▶ _What is required_:
At the line that contains "let database = ctx.unlock()?;", begin setting down every line word for word, and stop after the last line of the listing.

▶ _Information shown_:
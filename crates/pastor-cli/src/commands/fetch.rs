use pastor_core::normalize_domain;

use crate::app::AppContext;
use crate::cli::FetchArgs;
use crate::errors::CliError;

pub fn handle_fetch(ctx: &AppContext, args: &FetchArgs) -> anyhow::Result<()> {
    fetch_url(ctx, &args.url)
}

/// Print the password stored for `url`; also backs the bare `pastor URL` form.
pub fn fetch_url(ctx: &AppContext, url: &str) -> anyhow::Result<()> {
    let domain = normalize_domain(url)?;
    let database = ctx.unlock()?;

    match database.lookup(&domain) {
        Some(password) => {
            println!("{}", password.as_str());
            Ok(())
        }
        None => Err(CliError::not_found(
            format!("Could not find a password for {}", domain),
            "Store one with `pastor import` or `pastor generate`.",
        )
        .into()),
    }
}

▶ _Written solution_:
    let database = ctx.unlock()?;

    match database.lookup(&domain) {
        Some(password) => {
            println!("{}", password.as_str());
            Ok(())
        }
        None => Err(CliError::not_found(
            format!("Could not find a password for {}", domain),
            "Store one with `pastor import` or `pastor generate`.",
        )
        .into()),
    }
}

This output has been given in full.